Second, the state may take measures to make it easier for us to get energy at lower costs or to make better use of it. For instance, by increasing production of wind and solar energy, by renovating buildings with a focus on energy efficiency and bringing heating systems up to date, or by increasing the number of bus lines and train lines in order to reduce the number of commuters who rely on their personal automobiles. Both providing aid and making investments need financial resources. Because the Minister of Finance Lindner would have to be ready to take on new loans in order to pay for any one of these items, he would have to abandon his efforts to save money. The timing for the reintroduction of the debt brake is thus not appropriate.

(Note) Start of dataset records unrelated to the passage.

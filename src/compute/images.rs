// Copyright 2025 the oscompute authors
//
// Licensed under the Apache License, Version 2.0 (the "License");
// you may not use this file except in compliance with the License.
// You may obtain a copy of the License at
//
//     http://www.apache.org/licenses/LICENSE-2.0
//
// Unless required by applicable law or agreed to in writing, software
// distributed under the License is distributed on an "AS IS" BASIS,
// WITHOUT WARRANTIES OR CONDITIONS OF ANY KIND, either express or implied.
// See the License for the specific language governing permissions and
// limitations under the License.

//! Image management.

use std::borrow::Cow;
use std::collections::BTreeMap;

use chrono::{DateTime, SecondsFormat, Utc};
use log::trace;
use serde::{Deserialize, Serialize};
use serde_json::Value;
use tokio::time::sleep;

use super::super::common::{Link, Ref};
use super::super::stream::PaginatedResource;
use super::super::{Error, ErrorKind, QueryItem};
use super::protocol::ImagesRoot;
use super::{detached, Compute};
use crate::protocol_enum;

protocol_enum! {
    #[doc = "Possible image statuses."]
    #[non_exhaustive]
    enum ImageStatus = Unknown {
        #[doc = "The image is fully operational."]
        Active = "ACTIVE",
        #[doc = "The image is being saved from a server."]
        Saving = "SAVING",
        #[doc = "The image has been deleted."]
        Deleted = "DELETED",
        #[doc = "An error occurred while saving the image."]
        Error = "ERROR",
        #[doc = "The status is not reported or not recognized."]
        Unknown = "UNKNOWN"
    }
}

protocol_enum! {
    #[doc = "Image types recognized by the `type` listing filter."]
    #[non_exhaustive]
    enum ImageType = Unknown {
        #[doc = "An operator-provided base image."]
        Base = "BASE",
        #[doc = "A snapshot of a server."]
        Snapshot = "SNAPSHOT",
        #[doc = "The type is not reported or not recognized."]
        Unknown = "UNKNOWN"
    }
}

/// An image.
#[derive(Debug, Clone, Deserialize, Serialize)]
pub struct Image {
    /// Unique ID.
    pub id: String,
    /// Human-readable name.
    pub name: String,
    /// Image status.
    #[serde(default)]
    pub status: ImageStatus,
    /// When the image was created.
    pub created: DateTime<Utc>,
    /// When the image was last updated.
    pub updated: DateTime<Utc>,
    /// Minimum disk size in GiB required to boot from this image.
    #[serde(default, rename = "minDisk")]
    pub min_disk: u32,
    /// Minimum RAM in MiB required to boot from this image.
    #[serde(default, rename = "minRam")]
    pub min_ram: u32,
    /// Build progress of the image in percent.
    #[serde(default)]
    pub progress: Option<u8>,
    /// Metadata key/value pairs as of the last fetch.
    ///
    /// To modify the metadata, use
    /// [Compute::get_image_metadata](struct.Compute.html#method.get_image_metadata).
    #[serde(default)]
    pub metadata: BTreeMap<String, String>,
    /// The server this image is a snapshot of, if any.
    #[serde(default)]
    pub server: Option<Ref>,
    /// Links to this image.
    #[serde(default)]
    pub links: Vec<Link>,
    /// All fields not modeled above, preserved for lossless round-tripping.
    #[serde(flatten)]
    pub extra: BTreeMap<String, Value>,
    #[serde(skip)]
    client: Option<Compute>,
}

impl Image {
    fn client(&self) -> Result<&Compute, Error> {
        self.client.as_ref().ok_or_else(|| detached("image"))
    }

    /// Refresh this image, fully replacing the local state.
    pub async fn refresh(&mut self) -> Result<(), Error> {
        *self = self.client()?.get_image(&self.id).await?;
        Ok(())
    }

    /// Delete this image.
    ///
    /// Deletion is idempotent: the server reporting the image as already gone
    /// counts as success. Afterwards the local status is `Unknown` until a
    /// refresh or [wait_until_deleted](#method.wait_until_deleted) confirms
    /// the deletion.
    pub async fn delete(&mut self) -> Result<(), Error> {
        self.client()?.delete_image(&self.id).await?;
        self.status = ImageStatus::Unknown;
        Ok(())
    }

    /// Wait for this image to reach the given status.
    ///
    /// Re-fetches the image at the owning client's poll interval, fully
    /// replacing the local state on every poll, until the reported status
    /// equals `target`. Observing `Error` or `Deleted` (when not the target)
    /// fails the wait with an `OperationFailed` error.
    ///
    /// There is no built-in time limit; use e.g. `tokio::time::timeout` to
    /// bound the wait.
    pub async fn wait_until_status(&mut self, target: ImageStatus) -> Result<(), Error> {
        let interval = self.client()?.poll_interval();
        loop {
            self.refresh().await?;
            if self.status == target {
                return Ok(());
            }
            if matches!(self.status, ImageStatus::Error | ImageStatus::Deleted) {
                return Err(Error::new(
                    ErrorKind::OperationFailed,
                    format!(
                        "image {} is {} while waiting for {}",
                        self.id, self.status, target
                    ),
                ));
            }
            trace!("Image {} is {}, waiting for {}", self.id, self.status, target);
            sleep(interval).await;
        }
    }

    /// Wait for this image to become active.
    ///
    /// A shorthand for [wait_until_status](#method.wait_until_status) with an
    /// `Active` target.
    pub async fn wait_until_active(&mut self) -> Result<(), Error> {
        self.wait_until_status(ImageStatus::Active).await
    }

    /// Wait for this image to be deleted.
    ///
    /// Polls until the server either reports the `Deleted` status or stops
    /// finding the image at all. The local status is `Deleted` afterwards.
    /// There is no built-in time limit.
    pub async fn wait_until_deleted(&mut self) -> Result<(), Error> {
        let interval = self.client()?.poll_interval();
        loop {
            match self.client()?.get_image(&self.id).await {
                Ok(image) => *self = image,
                Err(err) if err.kind() == ErrorKind::ResourceNotFound => {
                    self.status = ImageStatus::Deleted;
                    return Ok(());
                }
                Err(err) => return Err(err),
            }
            if self.status == ImageStatus::Deleted {
                return Ok(());
            }
            trace!("Image {} is {}, waiting for deletion", self.id, self.status);
            sleep(interval).await;
        }
    }
}

impl PaginatedResource for Image {
    type Root = ImagesRoot;

    fn from_root(root: ImagesRoot) -> (Vec<Image>, Vec<Link>) {
        (root.images, root.images_links)
    }

    fn attach(&mut self, client: &Compute) {
        self.client = Some(client.clone());
    }
}

/// A reference to an image: an ID that can resolve itself into the image.
#[derive(Debug, Clone, Deserialize, Serialize)]
pub struct ImageRef {
    /// Unique ID of the image.
    pub id: String,
    /// Links to the image.
    #[serde(default)]
    pub links: Vec<Link>,
    #[serde(skip)]
    client: Option<Compute>,
}

impl ImageRef {
    /// Create a detached reference from an ID.
    ///
    /// The result can be compared and serialized but cannot
    /// [fetch](#method.fetch) the image.
    pub fn new<S: Into<String>>(id: S) -> ImageRef {
        ImageRef {
            id: id.into(),
            links: Vec::new(),
            client: None,
        }
    }

    /// Fetch the image this reference points to.
    ///
    /// Fails with a `DetachedObject` error without issuing any request if the
    /// reference was constructed by hand rather than fetched through a client.
    pub async fn fetch(&self) -> Result<Image, Error> {
        match &self.client {
            Some(client) => client.get_image(&self.id).await,
            None => Err(detached("image reference")),
        }
    }

    pub(crate) fn attach(&mut self, client: &Compute) {
        self.client = Some(client.clone());
    }
}

/// A filter for image listings.
///
/// Only filters that are explicitly added to the
/// [Query](../struct.Query.html) appear in the request.
#[derive(Debug, Clone)]
pub enum ImageFilter {
    /// Filter by exact image name.
    Name(String),
    /// Only images created from the server with this ID.
    Server(String),
    /// Only images that require at least this much RAM in MiB.
    MinRam(u32),
    /// Only images that require at least this disk size in GiB.
    MinDisk(u32),
    /// Filter by image type.
    Type(ImageType),
    /// Only images changed after the given time.
    ChangesSince(DateTime<Utc>),
    /// Start the listing after the image with this ID.
    Marker(String),
    /// Maximum number of images per page.
    Limit(usize),
}

impl QueryItem for ImageFilter {
    fn query_item(&self) -> Result<(&str, Cow<str>), Error> {
        Ok(match self {
            ImageFilter::Name(name) => ("name", Cow::Borrowed(name.as_str())),
            ImageFilter::Server(server) => ("server", Cow::Borrowed(server.as_str())),
            ImageFilter::MinRam(ram) => ("minRam", ram.to_string().into()),
            ImageFilter::MinDisk(disk) => ("minDisk", disk.to_string().into()),
            ImageFilter::Type(tp) => ("type", tp.to_string().into()),
            ImageFilter::ChangesSince(since) => (
                "changes-since",
                since.to_rfc3339_opts(SecondsFormat::Secs, true).into(),
            ),
            ImageFilter::Marker(marker) => ("marker", Cow::Borrowed(marker.as_str())),
            ImageFilter::Limit(limit) => ("limit", limit.to_string().into()),
        })
    }
}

In hindsight, it is possible to make the argument that if the state had taken on additional debt over the course of the previous ten years in order to invest more money in the transition of the energy system and the transportation system, then we would not be as reliant on the expensive oil and gas imports from other countries today. If this were to occur, the rate of inflation would fall, making people's day-to-day lives more inexpensive. If people put money aside, the government shouldn't match that amount since it would make the economic downturn worse and wouldn't do anything to combat rising costs. On the other hand, the traffic light should be able to construct a path toward a secure future by making astute investments and obtaining a third relief package.

Additionally, businesses are in need of this bridge. They would also need to make investments in order to build up additional capacity, transition from gas to other energy sources, or become more energy efficient. All of these things would need investments. However, if individuals and the government both conserve money, this results in a loss of income for the economy, which in turn slows down economic growth. When the economy is in a tailspin, many businesses choose not to invest. It is not worth taking such a substantial risk that one's efforts in revitalization and sustainability would not bear fruit. When this occurs, investments are delayed and the funds are saved instead.

Because of this, the recent decision made by the European Central Bank to increase interest rates was a poor one. When interest rates are higher, it is both more costly to borrow money and more difficult to make investments. This, in turn, has the effect of slowing down the economy and putting more people out of job. As a result, they are not an appropriate solution to the problem of excessive energy costs. Because the demand for energy sources such as gasoline, electricity, and gas is barely influenced by interest rates. Before turning down the thermostat, turning off the shower, turning off the stove, or reducing production, businesses and individuals should first look at other ways to save costs. If the interest hammer is effective, then the only conclusion that can be drawn is that the procedure was successful but the patient did not survive. It is really unfortunate that the current political trajectory is geared to contract rather than expand; doing so would be a grave error.

The author Maurice Höfgen is an economist, business economist and writer based in Berlin, Germany.